NG2-CreERT2-mediated deletion of Opalin causes the loss of mature OLs. (A) Breeding strategy for the generation of inducible Opalin icKO (NG2-CreERT2; Opalin^fl/fl) mice. Schematic diagram showing tamoxifen administration to NG2-CreERT2; Opalin^flox mice on three consecutive days at P3. Histological analysis was conducted using mice at P14. (B) Western blotting for OPALIN protein expression in the CC of Opalin icKO mice and controls at P14. (C) Simple drawing of the rostrocaudal extent of the CC and Nissl staining of the brains of Opalin icKO mice (NG2-CreERT2; Opalin^fl/fl) and littermate controls (NG2-CreERT2; Opalin^fl/+) at P14. Nissl staining was performed using three coronal sections at bregma 0.38, 0.62, and 0.86 mm. (Scale bar, 500 μm.) (D) Quantification of the total volume of the CC in Opalin icKO mice and controls (n = 6 mice per group; **P < 0.01). (E–G) Representative images of fluorescence IHC staining for MBP (E), MAG (F), and PLP1 (G) in Opalin icKO and control mice at P14 (n = 6 mice per group; **P < 0.01; ***P < 0.001). (Scale bar, 100 μm.) (H) Representative images of double-staining for Olig2/CC1 in the CC of mice at P14. Nuclei were counterstained with DAPI (blue).
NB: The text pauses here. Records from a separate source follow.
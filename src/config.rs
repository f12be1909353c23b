//! Run configuration, handed explicitly to the engine rather than read from ambient state.

use crate::{
    constants::*,
    error::{Error, Result},
    network::Structure,
    strategy::StrategyKind,
};
use serde::{Deserialize, Serialize};
use std::{fs, path::Path, path::PathBuf};

#[derive(Debug, Clone, PartialEq, Serialize, Deserialize)]
#[serde(default)]
pub struct GeneticConfig {
    /// population size of the runners
    pub runners: usize,
    /// population size of the catchers
    pub catchers: usize,
    /// network topology shared by both roles
    pub structure: Vec<usize>,
    pub strategy: StrategyKind,
    /// how many leading slots of each role may be loaded from `load_dir`
    pub load_count: usize,
    pub load_dir: Option<PathBuf>,
    /// how many of the best genomes of each role are saved every generation
    pub save_count: usize,
    pub save_dir: Option<PathBuf>,
    /// generations to run, 0 for no limit
    pub generations: usize,
    pub seed: Option<u64>,
    pub init_range: f64,
    pub cross_prob: f64,
    pub mutation_prob: f64,
    pub mutation_degree: f64,
    pub mutation_amount: f64,
}

impl Default for GeneticConfig {
    fn default() -> Self {
        Self {
            runners: RUNCATCH_RUNNERS,
            catchers: RUNCATCH_CATCHERS,
            structure: vec![5, 8, 2],
            strategy: StrategyKind::default(),
            load_count: 0,
            load_dir: None,
            save_count: 0,
            save_dir: None,
            generations: 50,
            seed: None,
            init_range: RUNCATCH_INIT_RANGE,
            cross_prob: RUNCATCH_CROSS_PROB,
            mutation_prob: RUNCATCH_MUTATION_PROB,
            mutation_degree: RUNCATCH_MUTATION_DEGREE,
            mutation_amount: RUNCATCH_MUTATION_AMOUNT,
        }
    }
}

impl GeneticConfig {
    pub fn from_file<P: AsRef<Path>>(path: P) -> Result<Self> {
        let config: Self = serde_json::from_str(&fs::read_to_string(path)?)?;
        config.validate()?;
        Ok(config)
    }

    pub fn to_file<P: AsRef<Path>>(&self, path: P) -> Result<()> {
        fs::write(path, serde_json::to_string_pretty(self)?)?;
        Ok(())
    }

    pub fn structure(&self) -> Result<Structure> {
        Structure::new(self.structure.clone())
    }

    pub fn validate(&self) -> Result<()> {
        self.structure()?;

        if !(self.init_range.is_finite() && self.init_range > 0.) {
            return Err(Error::Config(format!(
                "init_range must be positive, got {}",
                self.init_range
            )));
        }
        if !(self.mutation_degree.is_finite() && self.mutation_degree >= 0.) {
            return Err(Error::Config(format!(
                "mutation_degree must be non-negative, got {}",
                self.mutation_degree
            )));
        }
        for (name, p) in [
            ("cross_prob", self.cross_prob),
            ("mutation_prob", self.mutation_prob),
            ("mutation_amount", self.mutation_amount),
        ] {
            if !(0. ..=1.).contains(&p) {
                return Err(Error::Config(format!("{name} must be within [0, 1], got {p}")));
            }
        }
        Ok(())
    }
}

#[cfg(test)]
mod test {
    use super::*;

    #[test]
    fn test_defaults() {
        let config = GeneticConfig::default();
        config.validate().unwrap();
        assert_eq!(1.0, config.init_range);
        assert_eq!(0.6, config.cross_prob);
        assert_eq!(0.2, config.mutation_prob);
        assert_eq!(1.5, config.mutation_degree);
        assert_eq!(1.0, config.mutation_amount);
        assert_eq!(StrategyKind::Proportional, config.strategy);
    }

    #[test]
    fn test_partial_json() {
        let config: GeneticConfig =
            serde_json::from_str(r#"{"runners": 4, "strategy": "elitist", "structure": [3, 2]}"#)
                .unwrap();
        assert_eq!(4, config.runners);
        assert_eq!(RUNCATCH_CATCHERS, config.catchers);
        assert_eq!(StrategyKind::Elitist, config.strategy);
        assert_eq!(8, config.structure().unwrap().weight_count());
    }

    #[test]
    fn test_validate() {
        let bad = [
            GeneticConfig {
                init_range: 0.,
                ..Default::default()
            },
            GeneticConfig {
                cross_prob: 1.5,
                ..Default::default()
            },
            GeneticConfig {
                mutation_amount: f64::NAN,
                ..Default::default()
            },
            GeneticConfig {
                mutation_degree: -1.,
                ..Default::default()
            },
            GeneticConfig {
                structure: vec![4],
                ..Default::default()
            },
        ];
        for config in bad {
            assert!(config.validate().is_err(), "{config:?}");
        }
    }

    #[test]
    fn test_file_roundtrip() {
        let path = std::env::temp_dir().join(format!("runcatch-config-{}.json", std::process::id()));
        let config = GeneticConfig {
            seed: Some(9),
            save_dir: Some(PathBuf::from("runs")),
            ..Default::default()
        };
        config.to_file(&path).unwrap();
        assert_eq!(config, GeneticConfig::from_file(&path).unwrap());
        std::fs::remove_file(path).unwrap();
    }
}
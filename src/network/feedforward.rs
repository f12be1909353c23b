use super::{activate::tanh_clamped, FromGenome, Network, Structure};
use crate::{
    error::{Error, Result},
    Genome,
};
use core::ops::Range;

#[derive(Debug, Clone)]
struct Unit {
    /// this unit's incoming weights inside [FeedForward::weights]
    weights: Range<usize>,
    input: bool,
    bias: bool,
}

/// A borrowed view of one unit of a [FeedForward]
#[derive(Debug, Clone, Copy)]
pub struct UnitRef<'a> {
    pub value: f64,
    pub weights: &'a [f64],
    pub input: bool,
    pub bias: bool,
}

/// A layered, fully connected feedforward network. Units live in one arena laid out layer after
/// layer, addressed through a per-layer offset table; a layer's bias unit is its last unit.
#[derive(Debug, Clone)]
pub struct FeedForward {
    structure: Structure,
    /// first arena index of every layer
    offsets: Vec<usize>,
    units: Vec<Unit>,
    /// last computed value of every unit, parallel to `units`
    values: Vec<f64>,
    weights: Vec<f64>,
}

impl FeedForward {
    /// Build a network from a flat weight vector, consumed layer by layer, unit by unit, each
    /// unit's incoming weights ordered as the previous layer with its bias last.
    pub fn decode(structure: &Structure, weights: &[f64]) -> Result<Self> {
        let expected = structure.weight_count();
        if weights.len() != expected {
            return Err(Error::ShapeMismatch {
                what: "weights",
                expected,
                actual: weights.len(),
            });
        }

        let mut offsets = Vec::with_capacity(structure.depth());
        let mut units = Vec::new();
        let mut head = 0;
        for layer in 0..structure.depth() {
            offsets.push(units.len());
            let len = structure.layer_len(layer);
            let fan_in = structure.fan_in(layer);
            for idx in 0..len {
                units.push(Unit {
                    weights: head..head + fan_in,
                    input: layer == 0,
                    bias: !structure.is_output(layer) && idx + 1 == len,
                });
                head += fan_in;
            }
        }
        debug_assert_eq!(head, expected);

        Ok(Self {
            structure: structure.clone(),
            offsets,
            values: vec![1.; units.len()],
            units,
            weights: weights.to_vec(),
        })
    }

    #[inline]
    pub fn structure(&self) -> &Structure {
        &self.structure
    }

    /// The unit at `(layer, idx)`, bias units included
    pub fn unit(&self, layer: usize, idx: usize) -> Option<UnitRef<'_>> {
        if layer >= self.structure.depth() || idx >= self.structure.layer_len(layer) {
            return None;
        }
        let at = self.offsets[layer] + idx;
        let unit = &self.units[at];
        Some(UnitRef {
            value: self.values[at],
            weights: &self.weights[unit.weights.clone()],
            input: unit.input,
            bias: unit.bias,
        })
    }

    fn layer(&self, layer: usize) -> Range<usize> {
        let start = self.offsets[layer];
        start..start + self.structure.layer_len(layer)
    }
}

impl Network for FeedForward {
    fn step(&mut self, input: &[f64]) -> Result<()> {
        let sensory = self.structure.inputs();
        if input.len() != sensory {
            return Err(Error::ShapeMismatch {
                what: "inputs",
                expected: sensory,
                actual: input.len(),
            });
        }
        self.values[..sensory].copy_from_slice(input);

        for layer in 1..self.structure.depth() {
            let prev = self.layer(layer - 1);
            let current = self.layer(layer);
            // layers are contiguous, so everything before `current` ends with `prev`
            let (before, after) = self.values.split_at_mut(current.start);
            let prev_values = &before[prev];
            for (unit, value) in self.units[current].iter().zip(after.iter_mut()) {
                if unit.input || unit.bias {
                    continue;
                }
                let sum = self.weights[unit.weights.clone()]
                    .iter()
                    .zip(prev_values)
                    .map(|(w, v)| w * v)
                    .sum::<f64>();
                *value = tanh_clamped(sum);
            }
        }
        Ok(())
    }

    fn output(&self) -> &[f64] {
        &self.values[self.layer(self.structure.depth() - 1)]
    }
}

impl FromGenome for FeedForward {
    fn from_genome(structure: &Structure, genome: &Genome) -> Result<Self> {
        Self::decode(structure, genome.weights())
    }
}
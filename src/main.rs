use rand::{Rng, RngCore};
use runcatch::{
    population::Fresh, random::default_rng, Archive, Arena, Brain, DirSource, Error,
    EvolutionTarget, GenerationStats, GeneticAlgorithm, GeneticConfig, Genome, Hook, Role, Round,
    WyRng,
};
use std::env;
use tracing::info;
use tracing_subscriber::EnvFilter;

/// Steps a chase lasts when nobody gets caught
const STEPS: usize = 200;
const RUNNER_SPEED: f64 = 0.03;
const CATCHER_SPEED: f64 = 0.035;
const CATCH_RADIUS: f64 = 0.05;

/// A runner and a catcher loose on the unit square `[-1, 1]²`. Each sees the offset to the other,
/// its own position and the time left, and steers with a 2d velocity.
struct Chase {
    rng: WyRng,
}

impl Chase {
    const INPUTS: usize = 5;
    const OUTPUTS: usize = 2;

    fn sense(own: [f64; 2], other: [f64; 2], step: usize) -> [f64; 5] {
        [
            other[0] - own[0],
            other[1] - own[1],
            own[0],
            own[1],
            1. - step as f64 / STEPS as f64,
        ]
    }

    fn advance(pos: &mut [f64; 2], steer: &[f64], speed: f64) {
        for (p, v) in pos.iter_mut().zip(steer) {
            *p = (*p + v * speed).clamp(-1., 1.);
        }
    }

    /// Steps until the catch, or [STEPS] when the runner got away
    fn play(&mut self, runner: &mut Brain, catcher: &mut Brain) -> runcatch::Result<usize> {
        let mut r: [f64; 2] = [self.rng.random_range(-1. ..1.), self.rng.random_range(-1. ..1.)];
        let mut c = [-r[0], -r[1]];

        for step in 0..STEPS {
            if (r[0] - c[0]).hypot(r[1] - c[1]) < CATCH_RADIUS {
                return Ok(step);
            }
            let steer_r = runner.think(&Self::sense(r, c, step))?.to_vec();
            let steer_c = catcher.think(&Self::sense(c, r, step))?.to_vec();
            Self::advance(&mut r, &steer_r, RUNNER_SPEED);
            Self::advance(&mut c, &steer_c, CATCHER_SPEED);
        }
        Ok(STEPS)
    }
}

impl Arena for Chase {
    fn on_generation_ready(&mut self, round: &mut Round<'_>) -> runcatch::Result<()> {
        let structure = round.structure();
        if structure.inputs() != Self::INPUTS || structure.outputs() != Self::OUTPUTS {
            return Err(Error::InvalidStructure(format!(
                "the chase needs {} inputs and {} outputs, got {:?}",
                Self::INPUTS,
                Self::OUTPUTS,
                structure.layers()
            )));
        }

        let mut runners = round.brains(Role::Runner)?;
        let mut catchers = round.brains(Role::Catcher)?;
        if runners.is_empty() || catchers.is_empty() {
            return Err(Error::InvalidArgument(
                "the chase needs at least one runner and one catcher".to_owned(),
            ));
        }
        let mut survived = vec![(0, 0); runners.len()];
        let mut caught = vec![(0, 0); catchers.len()];

        // every brain plays at least once, the smaller side cycles
        for idx in 0..runners.len().max(catchers.len()) {
            let (ri, ci) = (idx % runners.len(), idx % catchers.len());
            let steps = self.play(&mut runners[ri], &mut catchers[ci])?;
            survived[ri].0 += steps;
            survived[ri].1 += 1;
            caught[ci].0 += STEPS - steps + 1;
            caught[ci].1 += 1;
        }

        for (brain, (total, games)) in runners.iter_mut().zip(survived) {
            brain.die(total as f64 / games as f64);
        }
        for (brain, (total, games)) in catchers.iter_mut().zip(caught) {
            brain.die(total as f64 / games as f64);
        }
        round.bury(runners.into_iter().chain(catchers))
    }
}

fn report(stats: &GenerationStats, _: &[Genome]) -> runcatch::Result<()> {
    info!(
        generation = stats.generation,
        role = %stats.role,
        best = stats.best_evaluation,
        mean = stats.mean_evaluation,
        "generation done"
    );
    Ok(())
}

fn run(
    ga: &mut GeneticAlgorithm,
    config: &GeneticConfig,
    rng: &mut WyRng,
    hook: &mut impl Hook,
) -> runcatch::Result<()> {
    let target = match config.generations {
        0 => EvolutionTarget::Unbounded,
        n => EvolutionTarget::Generation(n),
    };
    let mut arena = Chase {
        rng: WyRng::fork(rng),
    };
    ga.evolve(&mut arena, target, rng, hook)
}

fn main() -> Result<(), Box<dyn std::error::Error>> {
    tracing_subscriber::fmt()
        .with_env_filter(EnvFilter::try_from_default_env().unwrap_or_else(|_| EnvFilter::new("info")))
        .init();

    let config = match env::args().nth(1) {
        Some(path) => GeneticConfig::from_file(path)?,
        None => GeneticConfig::default(),
    };
    let seed = config.seed.unwrap_or_else(|| default_rng().next_u64());
    let mut rng = WyRng::seeded(seed);
    info!(
        seed,
        runners = config.runners,
        catchers = config.catchers,
        strategy = ?config.strategy,
        "starting"
    );

    let mut ga = match &config.load_dir {
        Some(dir) => GeneticAlgorithm::new(&config, &mut DirSource::new(dir), &mut rng)?,
        None => GeneticAlgorithm::new(&config, &mut Fresh, &mut rng)?,
    };

    match &config.save_dir {
        Some(dir) => {
            let archive = Archive::new(dir, config.save_count)?;
            config.to_file(archive.dir().join("config.json"))?;
            run(&mut ga, &config, &mut rng, &mut (archive, report))?
        }
        None => run(&mut ga, &config, &mut rng, &mut report)?,
    }

    info!(generation = ga.generation(), "done");
    Ok(())
}
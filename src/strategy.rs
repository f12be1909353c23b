//! The interchangeable selection/combination pairs a run can be configured with.

use crate::{
    population::{select_elitist, select_proportional},
    random::Happens,
    reproduce::{combine_elitist, combine_random},
    Genome,
};
use rand::RngCore;
use serde::{Deserialize, Serialize};

pub trait Strategy {
    /// Pick the parents of the next generation from a population sorted best first
    fn select(&self, sorted: &[Genome], target: usize, rng: &mut (impl RngCore + Happens))
        -> Vec<Genome>;

    /// Refill a population of `target` genomes from the selected parents
    fn combine(
        &self,
        selected: Vec<Genome>,
        target: usize,
        rng: &mut (impl RngCore + Happens),
    ) -> Vec<Genome>;
}

/// Only ever breed the two best
#[derive(Debug, Default, Clone, Copy)]
pub struct Elitist;

impl Strategy for Elitist {
    fn select(&self, sorted: &[Genome], _: usize, _: &mut (impl RngCore + Happens)) -> Vec<Genome> {
        select_elitist(sorted)
    }

    fn combine(
        &self,
        selected: Vec<Genome>,
        target: usize,
        rng: &mut (impl RngCore + Happens),
    ) -> Vec<Genome> {
        combine_elitist(selected, target, rng)
    }
}

/// Anyone may become a parent, with chances growing with fitness
#[derive(Debug, Default, Clone, Copy)]
pub struct Proportional;

impl Strategy for Proportional {
    fn select(
        &self,
        sorted: &[Genome],
        target: usize,
        rng: &mut (impl RngCore + Happens),
    ) -> Vec<Genome> {
        select_proportional(sorted, target, rng)
    }

    fn combine(
        &self,
        selected: Vec<Genome>,
        target: usize,
        rng: &mut (impl RngCore + Happens),
    ) -> Vec<Genome> {
        combine_random(selected, target, rng)
    }
}

/// A [Strategy] picked by configuration
#[derive(Debug, Default, Clone, Copy, PartialEq, Eq, Serialize, Deserialize)]
#[serde(rename_all = "lowercase")]
pub enum StrategyKind {
    Elitist,
    #[default]
    Proportional,
}

impl Strategy for StrategyKind {
    fn select(
        &self,
        sorted: &[Genome],
        target: usize,
        rng: &mut (impl RngCore + Happens),
    ) -> Vec<Genome> {
        match self {
            Self::Elitist => Elitist.select(sorted, target, rng),
            Self::Proportional => Proportional.select(sorted, target, rng),
        }
    }

    fn combine(
        &self,
        selected: Vec<Genome>,
        target: usize,
        rng: &mut (impl RngCore + Happens),
    ) -> Vec<Genome> {
        match self {
            Self::Elitist => Elitist.combine(selected, target, rng),
            Self::Proportional => Proportional.combine(selected, target, rng),
        }
    }
}
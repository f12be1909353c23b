use crate::{population::Role, Genome};
use serde::{Deserialize, Serialize};

/// Summary of one role's generation, taken once fitness is computed and the population sorted
#[derive(Debug, Clone, PartialEq, Serialize, Deserialize)]
pub struct GenerationStats {
    pub generation: usize,
    pub role: Role,
    pub size: usize,
    pub best_evaluation: f64,
    pub mean_evaluation: f64,
    pub best_fitness: f64,
    /// the mean evaluation couldn't normalize fitness, see [crate::population::compute_fitness]
    pub degenerate: bool,
}

impl GenerationStats {
    pub fn collect(generation: usize, role: Role, sorted: &[Genome], degenerate: bool) -> Self {
        let size = sorted.len();
        let mean_evaluation = if size == 0 {
            0.
        } else {
            sorted.iter().map(Genome::evaluation).sum::<f64>() / size as f64
        };
        Self {
            generation,
            role,
            size,
            best_evaluation: sorted
                .iter()
                .map(Genome::evaluation)
                .reduce(f64::max)
                .unwrap_or(0.),
            mean_evaluation,
            best_fitness: sorted.first().map_or(0., Genome::fitness),
            degenerate,
        }
    }
}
The boxed area is shown on the Right. The scale bar is 50 μm in the Left or 25 μm in the Right. (I and J) Average number of CC1+ cells per mm² (I) and the ratio of the number of Olig2+/CC1+ cells to that of Olig2+ cells (%) (J) in the CC of Opalin icKO mice and controls (n = 6 mice per group; *P < 0.05; ***P < 0.001). (K) Representative images of fluorescence IHC staining for PDGFRα in Opalin icKO and control mice at P14 (n = 6 mice per group; ns, not significant). (Scale bar, 50 μm.) (L) Representative images of double-staining for BrdU/CC1 in the CC of Opalin icKO and control mice at P14 (n = 6 mice per group; ***P < 0.001). (Scale bar, 50 μm.)

Fig. 6.

AAV-mediated expression of WT OPALIN but not mutant OPALIN effectively rescues myelination in Opalin icKO mice. (A) Schematic diagram showing the lateral ventricle injection of the virus into NG2-CreERT2; Opalin^fl/fl mice at P0, followed by tamoxifen administration for three consecutive days at P3. Brain sections were prepared from mice at P28. LV, lateral ventricle. (B) Fluorescence images showing the expression of EGFP in the CC after viral infection. (Scale bar, 50 μm.) (C) Series of MRI images of four different groups of mice, including control, Opalin icKO, Opalin icKO expressing WT OPALIN and Opalin icKO expressing the OPALIN_K23A/D26A mutant. MRI measures FA to evaluate the microstructure of white matter. The relative FA value in the CC is shown in the graph on the Right (n = 6 mice per group; **P < 0.01; ns, not significant). (D and E) Representative images of fluorescence IHC staining for MBP (D) and CC1 (E) in Opalin icKO mice expressing WT OPALIN or mutant OPALIN (n = 6 mice per group; **P < 0.01). The scale bar represents 100 μm in D and 50 μm in E. (F) Representative images of double-staining for Olig2/Sox10 in the CC of mice. Nuclei were counterstained with DAPI (blue). The boxed area is shown on the Right. Scale bars represent 50 μm in the Left and 25 μm in the Right. (G and H) Quantification of Sox10+ cells per mm² (G) and the ratio of the number of Olig2+/Sox10+ cells to that of Olig2+ cells (%) (H) in the CC of Opalin cKO mice expressing WT OPALIN or mutant OPALIN (n = 6 mice per group; *P < 0.05; ***P < 0.001).